* [Directions for this task] Look through the records below, and whenever a line contains "voices", copy it.

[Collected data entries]
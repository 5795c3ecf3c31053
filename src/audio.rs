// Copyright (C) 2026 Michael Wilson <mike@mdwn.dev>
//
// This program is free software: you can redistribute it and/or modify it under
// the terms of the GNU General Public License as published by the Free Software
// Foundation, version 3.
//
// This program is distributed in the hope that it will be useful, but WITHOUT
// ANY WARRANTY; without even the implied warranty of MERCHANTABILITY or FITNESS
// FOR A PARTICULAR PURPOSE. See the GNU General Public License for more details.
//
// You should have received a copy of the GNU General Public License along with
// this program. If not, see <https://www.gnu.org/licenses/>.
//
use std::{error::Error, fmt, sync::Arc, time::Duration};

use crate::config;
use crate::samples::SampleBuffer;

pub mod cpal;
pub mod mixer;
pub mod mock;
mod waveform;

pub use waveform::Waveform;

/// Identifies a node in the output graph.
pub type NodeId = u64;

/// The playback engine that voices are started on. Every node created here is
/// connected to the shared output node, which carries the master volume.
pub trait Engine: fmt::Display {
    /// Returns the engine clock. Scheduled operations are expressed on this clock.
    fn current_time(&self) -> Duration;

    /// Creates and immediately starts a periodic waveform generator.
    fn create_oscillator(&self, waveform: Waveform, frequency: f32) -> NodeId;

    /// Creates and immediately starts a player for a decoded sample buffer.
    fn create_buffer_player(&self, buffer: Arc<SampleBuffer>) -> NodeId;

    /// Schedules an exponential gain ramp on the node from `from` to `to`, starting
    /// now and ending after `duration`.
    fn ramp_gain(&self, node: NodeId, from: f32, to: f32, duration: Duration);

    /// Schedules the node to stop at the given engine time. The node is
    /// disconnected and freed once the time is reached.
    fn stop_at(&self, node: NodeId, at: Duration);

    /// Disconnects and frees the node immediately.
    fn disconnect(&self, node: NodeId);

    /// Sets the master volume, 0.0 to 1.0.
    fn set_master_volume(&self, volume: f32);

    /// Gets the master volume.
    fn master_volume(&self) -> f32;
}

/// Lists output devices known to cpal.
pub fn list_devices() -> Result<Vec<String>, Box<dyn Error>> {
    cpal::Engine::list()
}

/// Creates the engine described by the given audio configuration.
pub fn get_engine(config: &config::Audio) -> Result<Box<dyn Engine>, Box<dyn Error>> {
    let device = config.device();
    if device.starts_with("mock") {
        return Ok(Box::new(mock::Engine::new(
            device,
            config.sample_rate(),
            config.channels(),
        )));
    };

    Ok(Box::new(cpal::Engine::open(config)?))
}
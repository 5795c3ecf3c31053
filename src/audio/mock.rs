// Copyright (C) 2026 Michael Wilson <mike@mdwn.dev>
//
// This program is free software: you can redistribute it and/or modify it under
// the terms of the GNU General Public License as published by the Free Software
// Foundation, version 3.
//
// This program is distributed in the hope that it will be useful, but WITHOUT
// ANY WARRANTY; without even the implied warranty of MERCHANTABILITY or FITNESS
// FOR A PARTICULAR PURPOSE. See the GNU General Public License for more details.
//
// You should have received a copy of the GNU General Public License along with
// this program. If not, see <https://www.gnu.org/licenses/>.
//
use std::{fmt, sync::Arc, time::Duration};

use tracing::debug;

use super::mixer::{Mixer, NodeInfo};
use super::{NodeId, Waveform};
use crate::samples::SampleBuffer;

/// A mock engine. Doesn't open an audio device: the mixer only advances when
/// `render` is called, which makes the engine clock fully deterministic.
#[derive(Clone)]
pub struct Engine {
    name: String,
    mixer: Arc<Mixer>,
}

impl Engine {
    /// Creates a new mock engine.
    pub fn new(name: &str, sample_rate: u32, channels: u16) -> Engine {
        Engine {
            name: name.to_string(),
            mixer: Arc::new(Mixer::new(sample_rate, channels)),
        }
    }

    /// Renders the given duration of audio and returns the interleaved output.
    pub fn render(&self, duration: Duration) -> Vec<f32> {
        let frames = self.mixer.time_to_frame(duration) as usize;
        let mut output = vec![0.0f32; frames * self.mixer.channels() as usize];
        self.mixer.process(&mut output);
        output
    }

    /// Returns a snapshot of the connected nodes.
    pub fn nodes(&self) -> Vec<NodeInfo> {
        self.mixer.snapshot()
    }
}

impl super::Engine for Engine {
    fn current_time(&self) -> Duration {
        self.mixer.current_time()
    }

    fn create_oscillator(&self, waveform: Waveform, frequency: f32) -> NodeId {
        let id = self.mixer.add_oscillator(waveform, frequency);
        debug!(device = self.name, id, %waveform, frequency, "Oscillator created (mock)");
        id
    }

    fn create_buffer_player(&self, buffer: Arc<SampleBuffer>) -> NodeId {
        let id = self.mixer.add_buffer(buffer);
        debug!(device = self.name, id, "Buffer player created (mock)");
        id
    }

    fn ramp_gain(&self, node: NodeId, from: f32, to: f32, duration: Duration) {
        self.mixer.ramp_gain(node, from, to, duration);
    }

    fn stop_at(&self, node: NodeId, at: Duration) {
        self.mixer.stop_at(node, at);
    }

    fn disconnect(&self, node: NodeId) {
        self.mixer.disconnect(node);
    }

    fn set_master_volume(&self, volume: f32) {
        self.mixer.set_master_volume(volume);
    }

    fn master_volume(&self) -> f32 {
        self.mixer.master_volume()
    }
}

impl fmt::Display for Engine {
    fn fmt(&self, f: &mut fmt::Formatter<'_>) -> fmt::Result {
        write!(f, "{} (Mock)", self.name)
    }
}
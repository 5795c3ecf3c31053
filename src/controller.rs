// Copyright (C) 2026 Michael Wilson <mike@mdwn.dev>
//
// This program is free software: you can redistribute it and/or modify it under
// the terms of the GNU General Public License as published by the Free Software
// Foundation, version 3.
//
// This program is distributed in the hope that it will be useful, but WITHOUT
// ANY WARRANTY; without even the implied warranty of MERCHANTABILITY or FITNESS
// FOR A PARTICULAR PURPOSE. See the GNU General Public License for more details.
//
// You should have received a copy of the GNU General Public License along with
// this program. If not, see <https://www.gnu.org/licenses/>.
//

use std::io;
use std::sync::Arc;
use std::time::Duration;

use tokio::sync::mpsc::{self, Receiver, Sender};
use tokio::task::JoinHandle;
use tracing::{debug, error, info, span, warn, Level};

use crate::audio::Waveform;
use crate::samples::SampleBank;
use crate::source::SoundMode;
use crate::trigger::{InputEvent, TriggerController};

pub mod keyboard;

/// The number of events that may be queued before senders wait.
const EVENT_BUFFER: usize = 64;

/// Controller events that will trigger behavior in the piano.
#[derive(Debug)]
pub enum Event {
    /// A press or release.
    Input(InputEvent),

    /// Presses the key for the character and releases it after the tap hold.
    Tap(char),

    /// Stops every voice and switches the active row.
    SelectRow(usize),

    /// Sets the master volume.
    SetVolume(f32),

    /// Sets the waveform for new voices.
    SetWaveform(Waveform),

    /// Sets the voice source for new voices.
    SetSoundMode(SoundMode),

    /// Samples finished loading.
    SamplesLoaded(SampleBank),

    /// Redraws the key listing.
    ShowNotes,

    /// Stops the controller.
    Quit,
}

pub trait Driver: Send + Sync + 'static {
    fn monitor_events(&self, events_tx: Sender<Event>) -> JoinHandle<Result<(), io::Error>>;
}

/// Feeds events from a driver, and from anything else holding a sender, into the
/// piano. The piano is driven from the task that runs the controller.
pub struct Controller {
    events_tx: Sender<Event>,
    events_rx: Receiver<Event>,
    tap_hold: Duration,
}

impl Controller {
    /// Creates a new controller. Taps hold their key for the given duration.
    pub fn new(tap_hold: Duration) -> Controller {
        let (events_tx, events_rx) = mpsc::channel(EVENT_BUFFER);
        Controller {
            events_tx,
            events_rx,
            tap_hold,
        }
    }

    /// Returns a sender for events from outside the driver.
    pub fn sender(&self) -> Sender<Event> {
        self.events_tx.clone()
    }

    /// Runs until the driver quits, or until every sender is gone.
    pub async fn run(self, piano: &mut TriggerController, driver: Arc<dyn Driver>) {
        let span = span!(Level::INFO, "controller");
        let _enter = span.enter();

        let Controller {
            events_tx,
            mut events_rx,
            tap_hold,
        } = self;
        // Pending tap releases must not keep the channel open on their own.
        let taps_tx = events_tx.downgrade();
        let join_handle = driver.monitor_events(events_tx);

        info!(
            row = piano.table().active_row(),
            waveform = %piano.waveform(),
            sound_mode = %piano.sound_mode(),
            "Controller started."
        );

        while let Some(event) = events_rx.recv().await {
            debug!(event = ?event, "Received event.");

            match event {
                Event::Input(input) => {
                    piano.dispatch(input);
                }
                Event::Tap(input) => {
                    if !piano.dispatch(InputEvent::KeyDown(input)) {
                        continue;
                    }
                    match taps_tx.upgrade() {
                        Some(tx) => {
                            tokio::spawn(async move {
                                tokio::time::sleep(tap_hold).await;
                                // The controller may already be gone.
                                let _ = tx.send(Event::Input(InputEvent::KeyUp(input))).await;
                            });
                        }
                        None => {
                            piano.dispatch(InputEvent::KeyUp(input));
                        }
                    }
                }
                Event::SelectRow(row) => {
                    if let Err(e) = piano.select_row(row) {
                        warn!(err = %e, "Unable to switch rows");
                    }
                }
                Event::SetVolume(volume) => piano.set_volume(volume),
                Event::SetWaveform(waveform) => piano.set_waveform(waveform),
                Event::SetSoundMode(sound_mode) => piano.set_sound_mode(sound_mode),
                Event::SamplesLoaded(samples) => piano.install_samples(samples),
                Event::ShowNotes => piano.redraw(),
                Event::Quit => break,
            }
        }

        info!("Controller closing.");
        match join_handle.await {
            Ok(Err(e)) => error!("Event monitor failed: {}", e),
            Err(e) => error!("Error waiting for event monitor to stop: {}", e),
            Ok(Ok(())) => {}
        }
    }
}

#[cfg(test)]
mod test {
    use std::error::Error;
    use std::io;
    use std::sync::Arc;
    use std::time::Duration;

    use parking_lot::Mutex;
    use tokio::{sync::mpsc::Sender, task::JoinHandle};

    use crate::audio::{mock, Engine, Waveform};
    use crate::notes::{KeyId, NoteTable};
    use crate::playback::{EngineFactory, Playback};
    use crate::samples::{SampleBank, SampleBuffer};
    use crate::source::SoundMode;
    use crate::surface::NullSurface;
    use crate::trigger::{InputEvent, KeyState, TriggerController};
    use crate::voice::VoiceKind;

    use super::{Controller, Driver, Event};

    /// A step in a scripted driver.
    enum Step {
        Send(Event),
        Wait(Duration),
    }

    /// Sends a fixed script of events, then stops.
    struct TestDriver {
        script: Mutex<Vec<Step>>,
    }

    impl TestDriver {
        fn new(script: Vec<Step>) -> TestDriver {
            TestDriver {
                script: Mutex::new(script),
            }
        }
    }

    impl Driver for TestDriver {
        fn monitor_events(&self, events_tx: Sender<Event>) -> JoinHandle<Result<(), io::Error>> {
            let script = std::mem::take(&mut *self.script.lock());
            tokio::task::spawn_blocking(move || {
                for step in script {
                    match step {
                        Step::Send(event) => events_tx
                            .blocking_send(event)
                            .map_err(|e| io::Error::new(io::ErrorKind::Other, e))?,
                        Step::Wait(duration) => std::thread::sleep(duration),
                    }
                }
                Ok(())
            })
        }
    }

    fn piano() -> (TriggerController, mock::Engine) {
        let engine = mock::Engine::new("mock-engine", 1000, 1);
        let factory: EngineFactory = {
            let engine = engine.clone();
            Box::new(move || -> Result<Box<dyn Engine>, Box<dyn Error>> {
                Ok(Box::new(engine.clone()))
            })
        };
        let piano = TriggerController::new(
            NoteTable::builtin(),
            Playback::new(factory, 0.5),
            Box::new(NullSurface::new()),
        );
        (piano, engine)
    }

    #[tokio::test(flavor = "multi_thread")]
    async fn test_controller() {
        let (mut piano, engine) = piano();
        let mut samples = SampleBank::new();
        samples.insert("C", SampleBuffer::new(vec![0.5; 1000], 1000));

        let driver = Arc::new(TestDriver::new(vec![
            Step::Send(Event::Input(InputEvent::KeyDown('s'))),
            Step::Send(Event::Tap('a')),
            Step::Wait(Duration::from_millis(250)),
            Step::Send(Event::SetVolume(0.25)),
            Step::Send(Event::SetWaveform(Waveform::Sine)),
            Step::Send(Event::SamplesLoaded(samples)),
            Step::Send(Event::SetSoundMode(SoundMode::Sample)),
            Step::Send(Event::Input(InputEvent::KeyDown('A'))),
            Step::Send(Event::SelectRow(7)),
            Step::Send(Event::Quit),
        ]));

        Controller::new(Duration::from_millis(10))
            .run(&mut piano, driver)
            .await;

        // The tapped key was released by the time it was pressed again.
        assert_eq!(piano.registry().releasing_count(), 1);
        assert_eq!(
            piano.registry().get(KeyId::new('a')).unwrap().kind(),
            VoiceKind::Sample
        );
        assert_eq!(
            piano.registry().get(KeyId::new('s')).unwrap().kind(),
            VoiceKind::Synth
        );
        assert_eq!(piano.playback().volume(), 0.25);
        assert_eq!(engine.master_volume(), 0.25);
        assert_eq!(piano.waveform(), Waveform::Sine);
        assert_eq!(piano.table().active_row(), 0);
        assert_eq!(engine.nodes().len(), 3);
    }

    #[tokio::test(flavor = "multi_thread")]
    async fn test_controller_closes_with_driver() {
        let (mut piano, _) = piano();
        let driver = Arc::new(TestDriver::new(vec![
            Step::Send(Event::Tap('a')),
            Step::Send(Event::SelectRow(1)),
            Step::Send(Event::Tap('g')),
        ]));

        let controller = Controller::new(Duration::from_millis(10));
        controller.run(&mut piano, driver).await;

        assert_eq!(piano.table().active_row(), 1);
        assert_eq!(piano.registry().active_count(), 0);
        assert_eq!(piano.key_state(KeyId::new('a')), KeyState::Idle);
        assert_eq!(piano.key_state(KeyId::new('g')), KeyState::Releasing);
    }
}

* [Output below]
/// The playback engine that voices are started on. Every node created here is
    /// Sets the waveform for new voices.
    /// Sets the voice source for new voices.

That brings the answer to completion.